Sahip olduğumuzu zannettiğimiz her şeyin bizi esir aldığını göremiyoruz. İnsanoğlu olarak bizim elimizden çıkan birçok şey dönüp bizi teslim alıyor. Buna insanın yapıp ettiklerine yabancılaşması diyebiliriz. Teknoloji fetişizmi bunun bir türevi. Teknolojik ürünler bu anlamda bizim yeni totemlerimiz, onlarla anlam bulduğumuz düşünüyoruz. Ancak daha vahimi, düşüncelerimizin bizi esir alması. Her birimiz belirli bir düşünsel yapının içerisinde buluveriyoruz kendimizi. Kendi belirgin sosyolojik bağlamımızda, çoğumuz yeterince düşünsel emek sarf etmeden ambalajlanmış gerçeklikleri satın alıyoruz. Bunun için ödediğimiz bedel de kendi gerçekliğimizi ıskalamak oluyor çoğu zaman. Ambalajlarına hiç dokunmadan, içeriğini gözden geçirmeden zihinsel dünyamıza eklemliyoruz tümünü. Çözümlemesi yapılmamış, parçaları anlamlı bir bütün oluşturmayan ekletik zihinsel kurgularımız bizi sığlaştırıyor. Bu sığlıkla baş edebilmenin yollarını ya bilmediğimizden ya da tercih etmediğimizden kendimize büyük bir koza örüp içinde yaşıyoruz. Bu kozanın geçirgenlik dercesine bağlı olarak temas edemediğimiz, algılayamadığımız birçok realiteyi dışarıda bırakıyoruz. Böylelikle modern ama tutucu, modern ama saplantılı, modern ama öfkeli, modern ama bağımlı bireyler alarak aynı anda üç yüzyılı birden yaşayan bir toplumda rahatlıkla yer buluyoruz kendimize.  
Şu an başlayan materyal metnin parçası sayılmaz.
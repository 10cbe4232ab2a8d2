// player-media/src/pixel_map.rs
//
// Mapping tables between the codec library's pixel/sample format enums and
// the presenter/sink's own format codes (spec §6, "Pixel/sample format
// mapping"). Kept as a standalone module so both the video presenter and the
// audio sink can consult it without depending on each other.

use ffmpeg_the_third::format::Pixel;
use ffmpeg_the_third::format::Sample;

/// Texture format the video presenter is asked to create/update.
#[derive(Clone, Copy, Debug, PartialEq, Eq)]
pub enum PresenterTextureFormat {
    Yv12,
    Yuy2,
    Iyuv,
    Rgb24,
    Bgr24,
    Rgba32,
    Bgra32,
    Argb32,
    Abgr32,
    Unknown,
}

pub fn map_pixel_format(fmt: Pixel) -> PresenterTextureFormat {
    use PresenterTextureFormat::*;
    match fmt {
        Pixel::YUVJ420P | Pixel::YUV420P => Yv12,
        Pixel::YUV422P => Yuy2,
        Pixel::YUV444P => Iyuv,
        Pixel::RGB24 => Rgb24,
        Pixel::BGR24 => Bgr24,
        Pixel::RGBA => Rgba32,
        Pixel::BGRA => Bgra32,
        Pixel::ARGB => Argb32,
        Pixel::ABGR => Abgr32,
        _ => Unknown,
    }
}

/// Sample format the audio sink's device buffer is filled with.
#[derive(Clone, Copy, Debug, PartialEq, Eq)]
pub enum SinkSampleFormat {
    S16Sys,
    S32Sys,
    F32Sys,
    Unusable,
}

pub fn map_sample_format(fmt: Sample) -> SinkSampleFormat {
    match fmt {
        Sample::I16(_) => SinkSampleFormat::S16Sys,
        Sample::I32(_) => SinkSampleFormat::S32Sys,
        Sample::F32(_) => SinkSampleFormat::F32Sys,
        _ => SinkSampleFormat::Unusable,
    }
}

#[cfg(test)]
mod tests {
    use super::*;

    #[test]
    fn maps_known_pixel_formats() {
        assert_eq!(map_pixel_format(Pixel::YUV420P), PresenterTextureFormat::Yv12);
        assert_eq!(map_pixel_format(Pixel::YUVJ420P), PresenterTextureFormat::Yv12);
        assert_eq!(map_pixel_format(Pixel::YUV422P), PresenterTextureFormat::Yuy2);
        assert_eq!(map_pixel_format(Pixel::YUV444P), PresenterTextureFormat::Iyuv);
        assert_eq!(map_pixel_format(Pixel::RGBA), PresenterTextureFormat::Rgba32);
    }

    #[test]
    fn unknown_pixel_format_maps_to_unknown() {
        assert_eq!(map_pixel_format(Pixel::NV12), PresenterTextureFormat::Unknown);
    }

    #[test]
    fn maps_known_sample_formats() {
        assert_eq!(map_sample_format(Sample::I16(ffmpeg_the_third::format::sample::Type::Packed)), SinkSampleFormat::S16Sys);
        assert_eq!(map_sample_format(Sample::F32(ffmpeg_the_third::format::sample::Type::Planar)), SinkSampleFormat::F32Sys);
    }
}
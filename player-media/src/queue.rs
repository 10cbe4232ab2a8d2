// player-media/src/queue.rs
//
// C1: bounded frame/packet queue (spec §4.1). A thread-safe FIFO with a
// high-water-mark wait and an explicit open/closed flag. Used for both
// packet queues (demuxer -> decoder) and frame queues (decoder -> presenter).
//
// The N/5 high-water mark (see spec GLOSSARY) keeps buffered data small
// relative to capacity so a seek or a stalled consumer doesn't leave
// producers far ahead — `push` blocks once the queue is more than a fifth
// full, not once it is completely full.

use std::collections::VecDeque;
use std::sync::atomic::{AtomicBool, Ordering};

use parking_lot::{Condvar, Mutex};

/// Outcome of `push` once the queue has been closed.
#[derive(Debug, PartialEq, Eq)]
pub enum PushOutcome {
    Accepted,
    Rejected,
}

struct Inner<T> {
    data: VecDeque<T>,
}

pub struct Queue<T> {
    inner:      Mutex<Inner<T>>,
    producer_cv: Condvar,
    capacity:   usize,
    running:    AtomicBool,
}

impl<T> Queue<T> {
    pub fn new(capacity: usize) -> Self {
        Self {
            inner: Mutex::new(Inner { data: VecDeque::new() }),
            producer_cv: Condvar::new(),
            capacity: capacity.max(1),
            running: AtomicBool::new(false),
        }
    }

    fn high_water_mark(&self) -> usize {
        self.capacity / 5
    }

    /// Flip the running flag on and wake any producer waiting to push.
    pub fn open(&self) {
        self.running.store(true, Ordering::SeqCst);
        self.producer_cv.notify_all();
    }

    /// Flip the running flag off; every blocked/future `push` rejects and
    /// every `pop` on an empty queue keeps returning `None` (it already did).
    pub fn close(&self) {
        self.running.store(false, Ordering::SeqCst);
        self.producer_cv.notify_all();
    }

    pub fn is_open(&self) -> bool {
        self.running.load(Ordering::SeqCst)
    }

    /// Blocks while `size() > capacity/5` and the queue is open. Returns
    /// `Rejected` without inserting if the queue was (or became) closed.
    pub fn push(&self, x: T) -> PushOutcome {
        let mut guard = self.inner.lock();
        loop {
            if !self.is_open() {
                return PushOutcome::Rejected;
            }
            if guard.data.len() <= self.high_water_mark() {
                break;
            }
            self.producer_cv.wait(&mut guard);
        }
        if !self.is_open() {
            return PushOutcome::Rejected;
        }
        guard.data.push_back(x);
        PushOutcome::Accepted
    }

    /// Non-blocking pop of the front element, if any.
    pub fn pop(&self) -> Option<T> {
        let mut guard = self.inner.lock();
        let x = guard.data.pop_front();
        if x.is_some() {
            self.producer_cv.notify_one();
        }
        x
    }

    pub fn len(&self) -> usize {
        self.inner.lock().data.len()
    }

    pub fn is_empty(&self) -> bool {
        self.len() == 0
    }

    pub fn is_full(&self) -> bool {
        self.len() >= self.capacity
    }

    pub fn capacity(&self) -> usize {
        self.capacity
    }

    /// Drop every buffered entry. Legal in any state; seeks rely on it.
    pub fn clear(&self) {
        let mut guard = self.inner.lock();
        guard.data.clear();
        self.producer_cv.notify_all();
    }
}

impl<T: Clone> Queue<T> {
    /// Non-mutating look at the front (oldest, next-to-be-consumed) element.
    pub fn peek(&self) -> Option<T> {
        self.inner.lock().data.front().cloned()
    }

    /// Non-mutating look at the back (newest) element.
    pub fn peek_latest(&self) -> Option<T> {
        self.inner.lock().data.back().cloned()
    }
}

#[cfg(test)]
mod tests {
    use super::*;
    use std::sync::Arc;
    use std::thread;
    use std::time::Duration;

    #[test]
    fn closed_queue_rejects_push_and_pops_empty() {
        let q: Queue<i32> = Queue::new(20);
        q.open();
        q.close();
        assert_eq!(q.push(1), PushOutcome::Rejected);
        assert_eq!(q.pop(), None);
    }

    #[test]
    fn push_then_pop_preserves_order() {
        let q: Queue<i32> = Queue::new(20);
        q.open();
        for i in 0..3 {
            assert_eq!(q.push(i), PushOutcome::Accepted);
        }
        assert_eq!(q.pop(), Some(0));
        assert_eq!(q.pop(), Some(1));
        assert_eq!(q.pop(), Some(2));
        assert_eq!(q.pop(), None);
    }

    #[test]
    fn peek_and_peek_latest_do_not_mutate() {
        let q: Queue<i32> = Queue::new(20);
        q.open();
        q.push(1);
        q.push(2);
        q.push(3);
        assert_eq!(q.peek(), Some(1));
        assert_eq!(q.peek_latest(), Some(3));
        assert_eq!(q.len(), 3);
    }

    #[test]
    fn clear_is_legal_in_any_state() {
        let q: Queue<i32> = Queue::new(20);
        q.push(1); // queue not open yet — push blocks, but clear works regardless
        // (push above would block forever on a closed queue with data under HWM;
        // here the queue has never been opened so `is_open` is false and push
        // rejects immediately without inserting)
        q.clear();
        assert_eq!(q.len(), 0);
    }

    #[test]
    fn push_blocks_above_high_water_mark_until_drained() {
        // capacity 10 -> high water mark 2. The check is against the size
        // *before* insertion, so pushes 0 and 1 proceed immediately (size
        // 0 and 1, both <= 2) and the push that brings size from 2 to 3
        // also proceeds (size check sees 2 <= 2). Only the next push, whose
        // pre-insert size is 3 (> 2), actually blocks.
        let q: Arc<Queue<i32>> = Arc::new(Queue::new(10));
        q.open();
        for i in 0..3 {
            assert_eq!(q.push(i), PushOutcome::Accepted);
        }
        assert_eq!(q.len(), 3);
        let q2 = Arc::clone(&q);
        let handle = thread::spawn(move || q2.push(99));
        thread::sleep(Duration::from_millis(50));
        assert!(!handle.is_finished());
        assert_eq!(q.pop(), Some(0)); // drain below the mark, wakes producer
        let outcome = handle.join().unwrap();
        assert_eq!(outcome, PushOutcome::Accepted);
    }

    #[test]
    fn close_wakes_blocked_producer_with_rejection() {
        let q: Arc<Queue<i32>> = Arc::new(Queue::new(10));
        q.open();
        for i in 0..3 {
            q.push(i);
        }
        let q2 = Arc::clone(&q);
        let handle = thread::spawn(move || q2.push(42));
        thread::sleep(Duration::from_millis(50));
        q.close();
        assert_eq!(handle.join().unwrap(), PushOutcome::Rejected);
    }
}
Bu görünen paradoksun anahtarı gibi görünen empati, ötekileştirme, farkındalık, tolerans gibi cilalanmış kavramların da işe yaramadığı ortada. Bütün hikâye, adı geçen kozanın içinde kalarak bu kavramların yalnızca kendi dünyamızdaki küçük farklılıkların anlaşılabilmesinde kullanılması ile ilgili.  Diğer kozalar uzak gezegenler kadar yakın bize. Bu durumda ne empatinin ne de diğerlerinin beklenen etkiyi yaratması mümkün. Bu aşırı ciladan eskitilmiş kavramları bir arada kullandığımız birkaç cümle ile ne kadar aydın ve ne kadar entellektüel olduğumuzun çığırtkanlığını yapıyoruz. Bu bezirgânlığın alıcılarıyla birlikte oluşturduğumuz düzmece kültürel dünyamızın içinde mutlu mesut yaşıyoruz. İtiraf etmek gerekir ki bu mutluluk da sahte. Ve biz bunun ister istemez farkında olduğumuz ve birbirimize itiraf edemediğimiz için, saplantılarımızın öfkeye dönen yüzünü açık ediyoruz çoğu zaman. Kendimizi kapattığımız, anlayamadığımız, algılayamadığız öteki gerçeklikler karşısında öfkelerimiz artıyor, saplantılarımız derinleşiyor, kara deliğe dönüşmek üzere kendi içimize doğru çöküyoruz.